▶ Task requirements
Gather, from the listing beneath this task, every line holding the string "Poller".

▶ Data records
-=-=-
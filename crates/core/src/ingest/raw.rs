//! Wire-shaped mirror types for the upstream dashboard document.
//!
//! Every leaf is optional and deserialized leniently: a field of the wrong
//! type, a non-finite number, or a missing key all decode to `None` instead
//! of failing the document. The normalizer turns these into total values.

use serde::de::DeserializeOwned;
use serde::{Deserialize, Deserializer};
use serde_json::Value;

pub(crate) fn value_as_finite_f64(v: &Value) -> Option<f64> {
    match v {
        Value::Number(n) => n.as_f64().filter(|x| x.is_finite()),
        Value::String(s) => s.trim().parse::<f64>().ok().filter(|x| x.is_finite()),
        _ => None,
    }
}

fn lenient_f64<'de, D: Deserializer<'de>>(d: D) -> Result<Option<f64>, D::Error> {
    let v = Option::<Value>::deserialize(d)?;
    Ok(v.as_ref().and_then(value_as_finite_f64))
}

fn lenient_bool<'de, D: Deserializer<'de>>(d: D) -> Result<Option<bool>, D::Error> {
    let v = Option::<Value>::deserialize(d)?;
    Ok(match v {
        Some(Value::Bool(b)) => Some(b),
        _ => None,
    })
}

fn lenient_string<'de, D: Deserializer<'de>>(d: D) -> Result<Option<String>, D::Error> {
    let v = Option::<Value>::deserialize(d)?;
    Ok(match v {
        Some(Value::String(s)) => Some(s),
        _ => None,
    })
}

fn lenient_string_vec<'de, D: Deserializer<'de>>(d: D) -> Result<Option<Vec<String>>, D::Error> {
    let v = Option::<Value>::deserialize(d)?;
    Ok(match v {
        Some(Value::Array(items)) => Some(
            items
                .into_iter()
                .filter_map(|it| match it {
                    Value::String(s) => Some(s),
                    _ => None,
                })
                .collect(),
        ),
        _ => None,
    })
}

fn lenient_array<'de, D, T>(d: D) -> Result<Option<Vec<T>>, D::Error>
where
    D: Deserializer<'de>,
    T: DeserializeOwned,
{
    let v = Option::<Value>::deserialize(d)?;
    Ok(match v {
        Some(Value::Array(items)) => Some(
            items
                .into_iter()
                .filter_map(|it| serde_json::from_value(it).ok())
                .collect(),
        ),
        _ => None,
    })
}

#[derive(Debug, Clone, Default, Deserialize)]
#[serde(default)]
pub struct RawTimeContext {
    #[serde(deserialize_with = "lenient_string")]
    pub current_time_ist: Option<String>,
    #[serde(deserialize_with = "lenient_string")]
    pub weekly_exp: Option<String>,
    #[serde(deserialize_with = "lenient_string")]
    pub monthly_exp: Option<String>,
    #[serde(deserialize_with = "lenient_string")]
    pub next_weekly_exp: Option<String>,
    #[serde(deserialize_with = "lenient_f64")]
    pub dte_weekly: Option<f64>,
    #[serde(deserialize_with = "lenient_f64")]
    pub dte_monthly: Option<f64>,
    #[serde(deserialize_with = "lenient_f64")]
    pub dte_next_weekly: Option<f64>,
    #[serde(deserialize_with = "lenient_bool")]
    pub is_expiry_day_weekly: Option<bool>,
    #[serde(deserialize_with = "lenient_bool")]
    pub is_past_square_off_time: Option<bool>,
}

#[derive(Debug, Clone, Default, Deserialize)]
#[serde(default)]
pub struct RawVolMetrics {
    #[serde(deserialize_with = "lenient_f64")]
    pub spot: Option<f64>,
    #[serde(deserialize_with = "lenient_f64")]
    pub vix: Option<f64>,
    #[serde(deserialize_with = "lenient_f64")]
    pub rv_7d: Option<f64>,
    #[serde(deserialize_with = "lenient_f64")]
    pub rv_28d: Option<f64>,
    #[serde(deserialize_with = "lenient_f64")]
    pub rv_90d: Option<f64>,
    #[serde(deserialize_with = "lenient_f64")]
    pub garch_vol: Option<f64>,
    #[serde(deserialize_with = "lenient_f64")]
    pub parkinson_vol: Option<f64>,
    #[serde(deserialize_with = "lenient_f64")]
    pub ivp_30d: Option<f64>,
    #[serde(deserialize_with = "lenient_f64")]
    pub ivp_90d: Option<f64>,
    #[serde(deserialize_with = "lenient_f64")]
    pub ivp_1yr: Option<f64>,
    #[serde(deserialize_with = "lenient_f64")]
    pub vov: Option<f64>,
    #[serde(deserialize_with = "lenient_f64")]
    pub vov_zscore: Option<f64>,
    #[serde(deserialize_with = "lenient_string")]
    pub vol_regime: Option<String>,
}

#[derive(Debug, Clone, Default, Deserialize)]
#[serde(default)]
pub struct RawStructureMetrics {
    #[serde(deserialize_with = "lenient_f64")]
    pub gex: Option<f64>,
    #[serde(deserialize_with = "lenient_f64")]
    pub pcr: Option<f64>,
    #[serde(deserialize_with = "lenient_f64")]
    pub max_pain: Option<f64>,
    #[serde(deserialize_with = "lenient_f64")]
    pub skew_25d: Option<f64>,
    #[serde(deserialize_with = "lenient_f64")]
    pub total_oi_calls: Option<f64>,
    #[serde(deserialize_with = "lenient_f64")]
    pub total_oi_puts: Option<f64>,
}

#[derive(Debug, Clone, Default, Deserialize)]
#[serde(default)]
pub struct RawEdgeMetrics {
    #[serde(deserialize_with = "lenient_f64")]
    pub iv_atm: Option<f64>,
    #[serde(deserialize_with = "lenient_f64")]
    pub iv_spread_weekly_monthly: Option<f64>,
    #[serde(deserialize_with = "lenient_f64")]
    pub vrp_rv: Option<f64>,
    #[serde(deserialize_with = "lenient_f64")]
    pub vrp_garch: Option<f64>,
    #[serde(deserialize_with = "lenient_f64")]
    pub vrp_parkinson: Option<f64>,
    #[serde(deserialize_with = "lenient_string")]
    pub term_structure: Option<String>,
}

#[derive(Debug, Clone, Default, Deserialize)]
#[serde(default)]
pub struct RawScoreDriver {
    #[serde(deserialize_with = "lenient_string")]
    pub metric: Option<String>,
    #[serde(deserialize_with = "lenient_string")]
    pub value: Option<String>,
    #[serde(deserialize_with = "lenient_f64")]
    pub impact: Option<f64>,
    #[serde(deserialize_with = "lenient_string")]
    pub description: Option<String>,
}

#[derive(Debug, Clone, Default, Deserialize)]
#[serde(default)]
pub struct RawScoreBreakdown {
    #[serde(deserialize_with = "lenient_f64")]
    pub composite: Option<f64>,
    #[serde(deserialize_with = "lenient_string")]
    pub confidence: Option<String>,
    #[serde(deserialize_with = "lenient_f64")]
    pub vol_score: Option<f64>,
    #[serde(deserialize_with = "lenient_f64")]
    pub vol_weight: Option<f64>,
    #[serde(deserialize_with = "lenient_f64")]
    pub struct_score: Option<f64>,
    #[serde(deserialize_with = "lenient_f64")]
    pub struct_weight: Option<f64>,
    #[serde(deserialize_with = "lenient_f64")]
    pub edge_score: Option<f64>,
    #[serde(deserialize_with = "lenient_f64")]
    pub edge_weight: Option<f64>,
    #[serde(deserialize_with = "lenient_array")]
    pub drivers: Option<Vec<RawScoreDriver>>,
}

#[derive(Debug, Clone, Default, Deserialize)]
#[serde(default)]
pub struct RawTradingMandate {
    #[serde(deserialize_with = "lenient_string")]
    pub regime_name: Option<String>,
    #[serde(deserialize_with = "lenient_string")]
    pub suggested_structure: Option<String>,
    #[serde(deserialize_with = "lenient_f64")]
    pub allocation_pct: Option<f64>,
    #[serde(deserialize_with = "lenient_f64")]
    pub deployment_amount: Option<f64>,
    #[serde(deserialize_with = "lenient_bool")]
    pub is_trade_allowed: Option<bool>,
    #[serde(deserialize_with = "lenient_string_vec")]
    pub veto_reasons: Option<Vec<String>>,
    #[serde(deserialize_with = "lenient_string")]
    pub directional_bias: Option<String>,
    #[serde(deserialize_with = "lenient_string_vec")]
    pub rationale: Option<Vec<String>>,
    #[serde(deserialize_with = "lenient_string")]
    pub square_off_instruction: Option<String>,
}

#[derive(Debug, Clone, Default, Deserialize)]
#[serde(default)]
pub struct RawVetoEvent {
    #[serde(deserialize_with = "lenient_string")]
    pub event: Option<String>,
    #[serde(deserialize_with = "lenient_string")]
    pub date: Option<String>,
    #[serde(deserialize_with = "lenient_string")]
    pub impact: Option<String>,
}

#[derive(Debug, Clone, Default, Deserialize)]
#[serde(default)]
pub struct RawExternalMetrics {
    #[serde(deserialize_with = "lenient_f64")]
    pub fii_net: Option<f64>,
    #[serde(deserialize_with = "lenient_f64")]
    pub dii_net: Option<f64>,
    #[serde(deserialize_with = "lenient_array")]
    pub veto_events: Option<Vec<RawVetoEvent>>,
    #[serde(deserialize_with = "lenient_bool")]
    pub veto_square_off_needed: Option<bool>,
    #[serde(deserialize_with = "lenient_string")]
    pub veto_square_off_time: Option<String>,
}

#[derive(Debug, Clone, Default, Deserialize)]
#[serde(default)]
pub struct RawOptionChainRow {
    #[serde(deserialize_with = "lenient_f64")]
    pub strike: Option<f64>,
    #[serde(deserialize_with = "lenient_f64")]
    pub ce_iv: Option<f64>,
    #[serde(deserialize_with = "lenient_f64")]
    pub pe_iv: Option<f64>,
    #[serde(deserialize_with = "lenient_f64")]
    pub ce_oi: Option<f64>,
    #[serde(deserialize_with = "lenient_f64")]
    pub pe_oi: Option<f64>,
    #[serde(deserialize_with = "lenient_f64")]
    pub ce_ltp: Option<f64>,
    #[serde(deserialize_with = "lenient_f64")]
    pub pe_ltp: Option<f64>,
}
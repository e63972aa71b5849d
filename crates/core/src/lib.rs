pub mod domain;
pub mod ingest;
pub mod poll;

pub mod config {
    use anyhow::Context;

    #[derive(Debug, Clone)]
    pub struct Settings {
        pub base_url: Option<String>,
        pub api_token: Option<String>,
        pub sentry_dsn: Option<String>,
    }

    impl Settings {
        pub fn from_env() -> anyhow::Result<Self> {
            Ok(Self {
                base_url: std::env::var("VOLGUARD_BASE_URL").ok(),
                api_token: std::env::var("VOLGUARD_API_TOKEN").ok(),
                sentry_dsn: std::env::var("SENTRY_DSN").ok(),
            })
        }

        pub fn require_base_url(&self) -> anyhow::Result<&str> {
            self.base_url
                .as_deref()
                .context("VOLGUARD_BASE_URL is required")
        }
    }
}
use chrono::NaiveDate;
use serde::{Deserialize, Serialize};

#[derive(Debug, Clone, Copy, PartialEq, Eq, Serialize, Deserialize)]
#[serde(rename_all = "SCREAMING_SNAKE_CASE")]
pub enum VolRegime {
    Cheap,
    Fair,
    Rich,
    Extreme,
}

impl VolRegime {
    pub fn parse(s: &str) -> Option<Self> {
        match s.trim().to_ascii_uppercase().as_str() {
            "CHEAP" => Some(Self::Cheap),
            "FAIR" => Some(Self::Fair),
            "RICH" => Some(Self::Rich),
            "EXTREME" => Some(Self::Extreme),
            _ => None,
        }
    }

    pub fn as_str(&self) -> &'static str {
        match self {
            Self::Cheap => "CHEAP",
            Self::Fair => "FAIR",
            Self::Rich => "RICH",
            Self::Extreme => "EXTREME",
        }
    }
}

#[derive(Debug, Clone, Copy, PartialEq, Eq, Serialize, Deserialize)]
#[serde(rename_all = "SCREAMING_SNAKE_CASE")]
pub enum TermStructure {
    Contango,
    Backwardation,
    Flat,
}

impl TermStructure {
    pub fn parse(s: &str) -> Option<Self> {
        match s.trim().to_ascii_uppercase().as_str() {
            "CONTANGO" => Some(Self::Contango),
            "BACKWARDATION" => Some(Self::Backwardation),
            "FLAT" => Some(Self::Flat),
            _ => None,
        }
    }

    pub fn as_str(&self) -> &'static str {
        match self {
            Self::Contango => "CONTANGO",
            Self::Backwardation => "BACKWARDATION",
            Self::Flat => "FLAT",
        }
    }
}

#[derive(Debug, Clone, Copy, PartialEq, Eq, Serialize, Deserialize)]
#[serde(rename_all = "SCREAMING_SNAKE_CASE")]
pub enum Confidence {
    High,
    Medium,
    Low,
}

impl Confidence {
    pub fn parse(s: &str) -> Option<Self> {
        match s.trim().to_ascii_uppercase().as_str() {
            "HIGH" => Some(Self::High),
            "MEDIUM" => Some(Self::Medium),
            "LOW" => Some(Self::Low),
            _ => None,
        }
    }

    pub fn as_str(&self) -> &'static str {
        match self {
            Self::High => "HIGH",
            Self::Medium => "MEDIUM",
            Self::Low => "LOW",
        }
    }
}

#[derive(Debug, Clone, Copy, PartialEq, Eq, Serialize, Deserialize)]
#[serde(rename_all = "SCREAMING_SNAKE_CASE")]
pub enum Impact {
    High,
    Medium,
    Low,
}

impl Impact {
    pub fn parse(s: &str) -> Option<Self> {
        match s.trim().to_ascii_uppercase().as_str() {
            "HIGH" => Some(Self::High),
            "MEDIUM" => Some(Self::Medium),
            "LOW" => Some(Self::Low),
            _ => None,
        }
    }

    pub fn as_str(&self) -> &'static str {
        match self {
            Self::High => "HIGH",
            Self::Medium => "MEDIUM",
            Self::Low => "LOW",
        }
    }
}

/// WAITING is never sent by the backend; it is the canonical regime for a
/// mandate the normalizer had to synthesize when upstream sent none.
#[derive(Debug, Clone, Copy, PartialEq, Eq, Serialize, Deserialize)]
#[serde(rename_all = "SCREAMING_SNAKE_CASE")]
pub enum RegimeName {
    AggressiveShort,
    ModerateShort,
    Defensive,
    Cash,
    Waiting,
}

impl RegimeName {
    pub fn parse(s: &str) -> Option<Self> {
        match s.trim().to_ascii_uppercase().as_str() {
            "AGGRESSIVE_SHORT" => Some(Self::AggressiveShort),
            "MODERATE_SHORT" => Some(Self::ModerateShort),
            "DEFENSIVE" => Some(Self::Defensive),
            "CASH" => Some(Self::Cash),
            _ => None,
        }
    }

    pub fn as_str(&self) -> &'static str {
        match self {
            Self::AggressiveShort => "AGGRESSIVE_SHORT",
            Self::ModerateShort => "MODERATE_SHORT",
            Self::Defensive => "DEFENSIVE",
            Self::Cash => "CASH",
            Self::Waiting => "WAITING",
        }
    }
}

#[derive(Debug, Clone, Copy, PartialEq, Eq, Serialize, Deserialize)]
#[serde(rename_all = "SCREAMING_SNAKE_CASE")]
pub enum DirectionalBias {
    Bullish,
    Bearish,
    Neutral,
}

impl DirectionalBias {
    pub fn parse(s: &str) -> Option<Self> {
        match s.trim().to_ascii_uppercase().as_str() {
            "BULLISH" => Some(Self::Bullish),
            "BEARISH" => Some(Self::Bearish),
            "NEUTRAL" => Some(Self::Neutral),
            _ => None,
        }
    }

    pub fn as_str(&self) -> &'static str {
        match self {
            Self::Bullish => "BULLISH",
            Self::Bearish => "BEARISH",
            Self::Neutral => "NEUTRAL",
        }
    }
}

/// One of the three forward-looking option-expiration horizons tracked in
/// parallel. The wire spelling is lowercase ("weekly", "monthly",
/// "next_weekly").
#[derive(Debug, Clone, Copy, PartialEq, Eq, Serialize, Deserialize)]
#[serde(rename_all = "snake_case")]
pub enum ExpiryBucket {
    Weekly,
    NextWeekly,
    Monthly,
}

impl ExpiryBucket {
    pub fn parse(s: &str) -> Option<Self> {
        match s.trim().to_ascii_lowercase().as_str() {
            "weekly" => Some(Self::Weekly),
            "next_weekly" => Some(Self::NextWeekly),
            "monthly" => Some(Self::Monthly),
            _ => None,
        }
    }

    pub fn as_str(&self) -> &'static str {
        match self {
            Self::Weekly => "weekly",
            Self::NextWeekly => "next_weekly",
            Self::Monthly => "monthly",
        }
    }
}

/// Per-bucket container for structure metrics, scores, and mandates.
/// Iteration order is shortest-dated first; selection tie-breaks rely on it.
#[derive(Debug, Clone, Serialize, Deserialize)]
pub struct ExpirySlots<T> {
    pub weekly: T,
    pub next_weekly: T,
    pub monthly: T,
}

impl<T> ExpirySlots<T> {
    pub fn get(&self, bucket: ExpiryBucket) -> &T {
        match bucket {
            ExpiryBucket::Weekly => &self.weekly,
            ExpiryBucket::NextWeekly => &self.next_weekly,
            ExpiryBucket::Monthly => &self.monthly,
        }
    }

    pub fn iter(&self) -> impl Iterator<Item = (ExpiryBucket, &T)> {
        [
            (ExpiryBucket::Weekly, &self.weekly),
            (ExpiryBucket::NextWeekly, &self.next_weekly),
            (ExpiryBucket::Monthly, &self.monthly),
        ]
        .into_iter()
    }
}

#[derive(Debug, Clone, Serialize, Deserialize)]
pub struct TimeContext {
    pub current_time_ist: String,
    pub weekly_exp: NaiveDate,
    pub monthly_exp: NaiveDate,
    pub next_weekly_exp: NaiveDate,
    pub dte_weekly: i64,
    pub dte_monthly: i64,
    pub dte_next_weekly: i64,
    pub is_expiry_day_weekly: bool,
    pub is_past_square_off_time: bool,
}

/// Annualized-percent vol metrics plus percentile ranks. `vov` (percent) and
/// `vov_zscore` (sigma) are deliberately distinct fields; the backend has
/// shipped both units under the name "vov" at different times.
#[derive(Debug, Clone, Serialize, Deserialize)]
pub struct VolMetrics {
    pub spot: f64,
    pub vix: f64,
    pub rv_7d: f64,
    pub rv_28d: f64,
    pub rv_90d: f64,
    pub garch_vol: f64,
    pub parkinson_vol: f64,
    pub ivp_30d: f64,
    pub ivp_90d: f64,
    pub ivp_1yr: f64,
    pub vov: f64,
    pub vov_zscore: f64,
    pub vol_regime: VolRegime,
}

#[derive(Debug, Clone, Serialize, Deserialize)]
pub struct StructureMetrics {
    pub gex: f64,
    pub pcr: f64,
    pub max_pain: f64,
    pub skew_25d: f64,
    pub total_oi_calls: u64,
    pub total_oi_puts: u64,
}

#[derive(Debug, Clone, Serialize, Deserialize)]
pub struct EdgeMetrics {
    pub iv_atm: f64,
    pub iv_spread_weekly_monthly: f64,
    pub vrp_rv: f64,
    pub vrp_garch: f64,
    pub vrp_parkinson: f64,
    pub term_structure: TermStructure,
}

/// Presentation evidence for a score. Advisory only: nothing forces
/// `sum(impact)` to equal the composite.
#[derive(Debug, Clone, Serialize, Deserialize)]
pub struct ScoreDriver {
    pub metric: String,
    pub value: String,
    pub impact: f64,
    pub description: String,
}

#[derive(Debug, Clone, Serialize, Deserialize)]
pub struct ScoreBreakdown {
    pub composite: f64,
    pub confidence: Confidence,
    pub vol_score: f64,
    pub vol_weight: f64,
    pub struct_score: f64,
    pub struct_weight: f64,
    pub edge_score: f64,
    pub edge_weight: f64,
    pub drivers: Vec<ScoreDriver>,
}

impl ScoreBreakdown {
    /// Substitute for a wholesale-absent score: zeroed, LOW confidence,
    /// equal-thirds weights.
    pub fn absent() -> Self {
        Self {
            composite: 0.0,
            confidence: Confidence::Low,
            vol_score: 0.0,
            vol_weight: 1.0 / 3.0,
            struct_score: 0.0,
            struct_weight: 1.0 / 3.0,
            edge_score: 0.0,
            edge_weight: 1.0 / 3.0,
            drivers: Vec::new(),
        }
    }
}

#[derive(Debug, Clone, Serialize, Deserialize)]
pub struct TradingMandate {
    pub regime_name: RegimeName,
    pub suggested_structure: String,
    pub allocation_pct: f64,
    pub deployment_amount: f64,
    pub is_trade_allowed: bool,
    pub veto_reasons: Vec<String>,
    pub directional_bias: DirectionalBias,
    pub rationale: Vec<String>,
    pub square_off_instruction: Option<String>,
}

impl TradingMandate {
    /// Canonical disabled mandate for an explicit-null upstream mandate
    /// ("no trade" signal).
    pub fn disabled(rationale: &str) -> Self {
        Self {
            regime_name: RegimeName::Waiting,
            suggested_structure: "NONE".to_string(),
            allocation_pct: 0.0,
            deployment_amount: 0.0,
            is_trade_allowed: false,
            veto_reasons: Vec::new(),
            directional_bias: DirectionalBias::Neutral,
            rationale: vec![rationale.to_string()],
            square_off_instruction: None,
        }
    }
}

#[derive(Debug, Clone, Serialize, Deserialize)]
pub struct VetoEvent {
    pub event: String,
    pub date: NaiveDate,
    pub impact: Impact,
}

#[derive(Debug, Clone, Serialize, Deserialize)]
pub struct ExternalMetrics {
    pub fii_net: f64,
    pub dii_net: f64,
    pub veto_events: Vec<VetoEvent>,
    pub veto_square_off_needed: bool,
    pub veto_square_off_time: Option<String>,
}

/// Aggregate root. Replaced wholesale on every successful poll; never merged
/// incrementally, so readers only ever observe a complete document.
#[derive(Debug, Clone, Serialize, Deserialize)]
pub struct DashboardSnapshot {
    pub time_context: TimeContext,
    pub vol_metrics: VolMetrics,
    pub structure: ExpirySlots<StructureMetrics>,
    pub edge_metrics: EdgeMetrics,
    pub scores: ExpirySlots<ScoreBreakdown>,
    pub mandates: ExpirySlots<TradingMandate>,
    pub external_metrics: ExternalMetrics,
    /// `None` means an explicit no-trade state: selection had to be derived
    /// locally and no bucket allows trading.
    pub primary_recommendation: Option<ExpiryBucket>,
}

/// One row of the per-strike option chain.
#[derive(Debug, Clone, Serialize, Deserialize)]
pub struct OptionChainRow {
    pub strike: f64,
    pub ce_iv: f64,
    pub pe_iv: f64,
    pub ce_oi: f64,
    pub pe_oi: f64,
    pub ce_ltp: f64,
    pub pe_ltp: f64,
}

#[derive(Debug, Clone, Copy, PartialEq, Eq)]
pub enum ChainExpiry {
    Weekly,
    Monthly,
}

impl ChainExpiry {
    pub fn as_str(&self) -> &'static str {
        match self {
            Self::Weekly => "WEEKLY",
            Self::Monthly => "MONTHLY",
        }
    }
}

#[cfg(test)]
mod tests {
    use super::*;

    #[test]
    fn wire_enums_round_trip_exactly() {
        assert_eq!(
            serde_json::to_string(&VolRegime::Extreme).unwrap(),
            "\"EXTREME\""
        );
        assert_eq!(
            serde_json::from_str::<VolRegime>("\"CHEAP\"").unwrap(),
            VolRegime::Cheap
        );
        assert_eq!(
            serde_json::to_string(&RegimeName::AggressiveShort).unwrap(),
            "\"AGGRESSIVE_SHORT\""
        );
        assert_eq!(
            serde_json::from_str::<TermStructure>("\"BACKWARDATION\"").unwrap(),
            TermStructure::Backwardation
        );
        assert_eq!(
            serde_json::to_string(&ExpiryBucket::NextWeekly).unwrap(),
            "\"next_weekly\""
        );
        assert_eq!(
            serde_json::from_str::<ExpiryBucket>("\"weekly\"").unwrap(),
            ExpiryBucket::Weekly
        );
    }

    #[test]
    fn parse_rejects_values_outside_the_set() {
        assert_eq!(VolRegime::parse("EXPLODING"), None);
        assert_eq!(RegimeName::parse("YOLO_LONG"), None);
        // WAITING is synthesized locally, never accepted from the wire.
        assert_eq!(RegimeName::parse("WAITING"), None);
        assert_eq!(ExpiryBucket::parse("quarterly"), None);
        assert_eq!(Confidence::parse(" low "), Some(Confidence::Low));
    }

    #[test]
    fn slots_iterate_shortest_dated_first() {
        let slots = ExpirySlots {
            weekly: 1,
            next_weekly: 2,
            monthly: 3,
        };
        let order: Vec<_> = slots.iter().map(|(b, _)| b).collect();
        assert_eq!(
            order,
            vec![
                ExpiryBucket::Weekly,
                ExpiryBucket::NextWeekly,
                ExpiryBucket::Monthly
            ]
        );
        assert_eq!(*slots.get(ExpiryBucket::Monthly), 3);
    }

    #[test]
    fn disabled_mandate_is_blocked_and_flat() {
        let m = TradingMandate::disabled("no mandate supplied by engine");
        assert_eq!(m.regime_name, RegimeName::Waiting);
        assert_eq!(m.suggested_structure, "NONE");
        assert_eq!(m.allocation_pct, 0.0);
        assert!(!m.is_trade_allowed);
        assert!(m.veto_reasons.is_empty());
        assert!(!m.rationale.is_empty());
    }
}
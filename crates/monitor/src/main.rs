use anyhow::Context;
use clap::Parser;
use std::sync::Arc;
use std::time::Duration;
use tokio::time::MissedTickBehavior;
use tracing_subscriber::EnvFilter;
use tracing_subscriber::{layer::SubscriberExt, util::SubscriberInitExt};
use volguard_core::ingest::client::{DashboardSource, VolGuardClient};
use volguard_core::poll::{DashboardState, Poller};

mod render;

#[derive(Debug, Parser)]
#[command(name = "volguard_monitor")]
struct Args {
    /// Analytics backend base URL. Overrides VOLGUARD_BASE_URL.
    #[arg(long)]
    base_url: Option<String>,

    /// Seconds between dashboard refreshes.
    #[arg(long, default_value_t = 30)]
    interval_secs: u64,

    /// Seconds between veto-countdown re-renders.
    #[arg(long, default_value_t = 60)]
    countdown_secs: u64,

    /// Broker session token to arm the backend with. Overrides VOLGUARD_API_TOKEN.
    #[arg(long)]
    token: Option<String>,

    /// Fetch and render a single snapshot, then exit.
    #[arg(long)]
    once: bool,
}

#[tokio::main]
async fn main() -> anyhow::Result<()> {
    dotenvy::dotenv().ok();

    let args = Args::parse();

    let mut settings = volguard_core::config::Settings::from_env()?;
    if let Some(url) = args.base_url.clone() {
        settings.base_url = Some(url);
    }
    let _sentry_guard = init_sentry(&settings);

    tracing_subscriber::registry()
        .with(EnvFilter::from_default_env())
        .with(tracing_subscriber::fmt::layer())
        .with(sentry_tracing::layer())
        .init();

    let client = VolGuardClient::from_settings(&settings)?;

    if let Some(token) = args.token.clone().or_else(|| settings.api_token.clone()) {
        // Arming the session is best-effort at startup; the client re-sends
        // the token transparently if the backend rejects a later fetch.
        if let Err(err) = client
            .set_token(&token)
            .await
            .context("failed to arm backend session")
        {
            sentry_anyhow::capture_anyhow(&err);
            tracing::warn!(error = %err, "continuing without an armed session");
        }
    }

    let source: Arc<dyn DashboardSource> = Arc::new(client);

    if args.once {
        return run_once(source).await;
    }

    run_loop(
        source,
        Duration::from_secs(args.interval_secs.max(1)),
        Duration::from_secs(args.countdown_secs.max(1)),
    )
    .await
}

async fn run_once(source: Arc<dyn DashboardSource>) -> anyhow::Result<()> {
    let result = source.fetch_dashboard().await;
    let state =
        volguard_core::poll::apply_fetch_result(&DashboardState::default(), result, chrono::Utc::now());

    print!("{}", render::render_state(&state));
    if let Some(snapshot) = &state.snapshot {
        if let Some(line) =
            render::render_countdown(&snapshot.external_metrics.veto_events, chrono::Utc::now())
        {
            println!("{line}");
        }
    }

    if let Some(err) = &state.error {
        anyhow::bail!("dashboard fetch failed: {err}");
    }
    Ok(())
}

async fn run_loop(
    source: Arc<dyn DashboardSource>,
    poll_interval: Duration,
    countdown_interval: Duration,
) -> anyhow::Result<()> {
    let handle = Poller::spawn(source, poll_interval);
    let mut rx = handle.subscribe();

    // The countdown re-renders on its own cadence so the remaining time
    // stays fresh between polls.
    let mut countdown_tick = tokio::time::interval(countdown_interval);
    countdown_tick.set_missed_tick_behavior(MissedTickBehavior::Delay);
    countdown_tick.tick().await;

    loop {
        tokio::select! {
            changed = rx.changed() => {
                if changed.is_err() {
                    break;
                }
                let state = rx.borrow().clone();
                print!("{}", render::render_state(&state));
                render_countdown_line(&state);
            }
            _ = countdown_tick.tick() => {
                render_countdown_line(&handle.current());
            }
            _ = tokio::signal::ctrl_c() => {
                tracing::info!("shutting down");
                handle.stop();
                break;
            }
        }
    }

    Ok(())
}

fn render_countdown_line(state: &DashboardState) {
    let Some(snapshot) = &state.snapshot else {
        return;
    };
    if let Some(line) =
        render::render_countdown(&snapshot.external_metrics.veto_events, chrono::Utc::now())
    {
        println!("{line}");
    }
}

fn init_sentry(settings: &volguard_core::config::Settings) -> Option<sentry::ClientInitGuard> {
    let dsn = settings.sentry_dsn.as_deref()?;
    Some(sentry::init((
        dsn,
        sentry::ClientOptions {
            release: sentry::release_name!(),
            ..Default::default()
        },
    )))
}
-=-=-
▶ Response area
use volguard_core::poll::{DashboardState, Poller};
    let handle = Poller::spawn(source, poll_interval);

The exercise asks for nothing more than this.